By: Zachary Finn

The field of art authentication has been revolutionized by several new technologies designed to spot fake art. Supposedly, up to fifty percent of all artworks in the market are fake, forged, or misattributed. Forgery is the act of making, exploiting, selling, and peddling fake art. This practice has become one of the most lucrative businesses in the world. According to the US Department of Justice and UNESCO, the crime of art forgery and laundering has been the third highest-grossing criminal commerce in the world over the last 40 years. This is just behind drugs and weapons. As technology has developed over the years, so has a plethora of developments and methods to detect fake and forged art. Many of the new technologies have successfully infiltrated the art crime domain, but they also raise legal implications to consider. 

One of the most encouraging is spectroscopy, which analyzes the chemical composition of the artwork and compares it to the known composition of genuine works from the same period. Spectroscopists test to identify whether certain specific elements and molecules are present in the pigment used to create works of art. For example, scientists use Mass Spectrometry to identify whether lead is present in certain artworks. Throughout early art history, lead was popularly used in paintings. Ancient paintings are identifiable through this technology because lead is now extremely rare and difficult to come by. After discovering the toxic qualities of lead, the art scene was quick to remove lead from its paint belt. Therefore, using spectrometry technology, an individual can spot a forged or fake painting by testing to see the presence of lead or other comparable elements and molecules. If a Da Vinci is without lead, it is almost certainly a fake. Mass spectrometry requires samples from an artwork, which may cause damage. This can create legal disputes over the damage and restoration of the artwork, especially since most of the artwork being tested has historical and cultural significance.

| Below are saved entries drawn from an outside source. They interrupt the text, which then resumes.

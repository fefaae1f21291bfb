use super::{
    BindGroupId, BufferCopyView, BufferId, CommandBufferId, ComputePipelineId, Device, Extent3d,
    TextureCopyView,
};

/// One recorded command. Recording never validates; [`Device::finish`] does.
#[derive(Debug, Clone, PartialEq, Eq)]
pub enum Command {
    CopyBufferToBuffer {
        source: BufferId,
        source_offset: u64,
        destination: BufferId,
        destination_offset: u64,
        size: u64,
    },
    CopyBufferToTexture {
        source: BufferCopyView,
        destination: TextureCopyView,
        size: Extent3d,
    },
    CopyTextureToBuffer {
        source: TextureCopyView,
        destination: BufferCopyView,
        size: Extent3d,
    },
    BeginComputePass,
    SetPipeline(ComputePipelineId),
    SetBindGroup {
        index: u32,
        bind_group: BindGroupId,
    },
    Dispatch {
        x: u32,
        y: u32,
        z: u32,
    },
    EndComputePass,
}

/// Records commands for later validation and submission.
#[derive(Debug, Clone, Default)]
pub struct CommandEncoder {
    commands: Vec<Command>,
}

impl CommandEncoder {
    pub fn new() -> Self {
        Self::default()
    }

    pub fn copy_buffer_to_buffer(
        &mut self,
        source: BufferId,
        source_offset: u64,
        destination: BufferId,
        destination_offset: u64,
        size: u64,
    ) {
        self.commands.push(Command::CopyBufferToBuffer {
            source,
            source_offset,
            destination,
            destination_offset,
            size,
        });
    }

    pub fn copy_buffer_to_texture(
        &mut self,
        source: BufferCopyView,
        destination: TextureCopyView,
        size: Extent3d,
    ) {
        self.commands.push(Command::CopyBufferToTexture {
            source,
            destination,
            size,
        });
    }

    pub fn copy_texture_to_buffer(
        &mut self,
        source: TextureCopyView,
        destination: BufferCopyView,
        size: Extent3d,
    ) {
        self.commands.push(Command::CopyTextureToBuffer {
            source,
            destination,
            size,
        });
    }

    pub fn begin_compute_pass(&mut self) -> ComputePass<'_> {
        self.commands.push(Command::BeginComputePass);
        ComputePass { encoder: self }
    }

    pub fn commands(&self) -> &[Command] {
        &self.commands
    }

    /// Hands the recorded commands to `device` for encode-time validation.
    pub fn finish(self, device: &dyn Device) -> CommandBufferId {
        device.finish(self.commands)
    }
}

/// A compute pass being recorded. Dropping the pass without calling
/// [`ComputePass::end`] leaves the pass open, which `finish` rejects.
pub struct ComputePass<'a> {
    encoder: &'a mut CommandEncoder,
}

impl ComputePass<'_> {
    pub fn set_pipeline(&mut self, pipeline: ComputePipelineId) {
        self.encoder.commands.push(Command::SetPipeline(pipeline));
    }

    pub fn set_bind_group(&mut self, index: u32, bind_group: BindGroupId) {
        self.encoder
            .commands
            .push(Command::SetBindGroup { index, bind_group });
    }

    pub fn dispatch(&mut self, x: u32, y: u32, z: u32) {
        self.encoder.commands.push(Command::Dispatch { x, y, z });
    }

    pub fn end(self) {
        self.encoder.commands.push(Command::EndComputePass);
    }
}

Similar to spectrometry, X-ray fluorescence is another technology that analyzes the elemental composition of art. With this technology, X-rays analyze shine beams on an artwork, which causes atoms in the pigments to emanate ancillary X-rays These rays identify the specific elements, where then experts can determine if they are consistent with materials used in works from the same period. Forgers practice and develop methods of painting over less valuable but still old artworks to create a more valuable fake art. The advantage of using X-ray fluorescence is that it penetrates through layers of paint. This offers scientists and art historians the capability to examine the underlying painting of an artwork. Like mass spectroscopy, X-ray fluorescence raises legal considerations because it potentially damages an artwork in question. On top of this, like most of these technologies, a legal consideration regarding admissibility for evidential purposes emerges. Courts and juries will have to weigh the credibility of experts and these technologies. 

Continuing with scientific technology, Multispectral Imaging uses expert cameras to capture images of an art piece in different wavelengths of light. This allows the examiners to identify inconsistencies that can be indicative of forgery. With multispectral imaging, cameras use different imaging techniques, including ultraviolet and infrared light. UV imaging reveals polishes, touch-ups, and overpainting. Infrared exposes details such as underlying paint jobs. A big advantage of this tool is that it is a non-invasive process so that it does not alter an art’s composition. Delicate and rare artworks may be susceptible to damage by other types of testing, so therefore this technology can be most useful in the war against art forgery. However, this technology also leads to legal questions involving expert opinions and declarations as imaging results are still open to interpretation, and different experts may reach different results as to conclusions of an art’s composition.

In the “most tech-savvy” way to detect forgery, Artificial Intelligence and machine learning algorithms analyze large databases of both genuine and fake art. The AI and machines extract patterns and features that distinguish real and fake art from one another. In a research development by Case Western Reserve University, this technology “combines data from the precise, three-dimensional mapping of a painting’s surface with analysis through artificial intelligence — a computer system based on the human brain and nervous system that can learn to identify and compare patterns.” In one study, AI and machine learning were able to spot forged art with greater than 95% accuracy. A key advantage of using AI and machine learning in art forgery is that large amounts of data can be analyzed and evaluated quickly and efficiently. This expedites spotting potential forgeries and works more accurately and efficiently compared to other methods. However, legal issues involving privacy arise as AI sift through large amounts of datasets that can possibly contain private or unconsented information. As technology evolves, AI algorithms and machine learning can be updated and revised to improve accuracy and proficiency.

The art world has been plagued with crimes of forgery and faking artworks for centuries, but with new technologies such as spectroscopy, X-rays, multispectral imaging, AI, and machine learning, the ability to detect counterfeit art has revolutionized the way experts fight this war against forgery. It will be exciting to see what other technologies emerge in the upcoming years, as well as what new paintings are discovered to be just fake copies.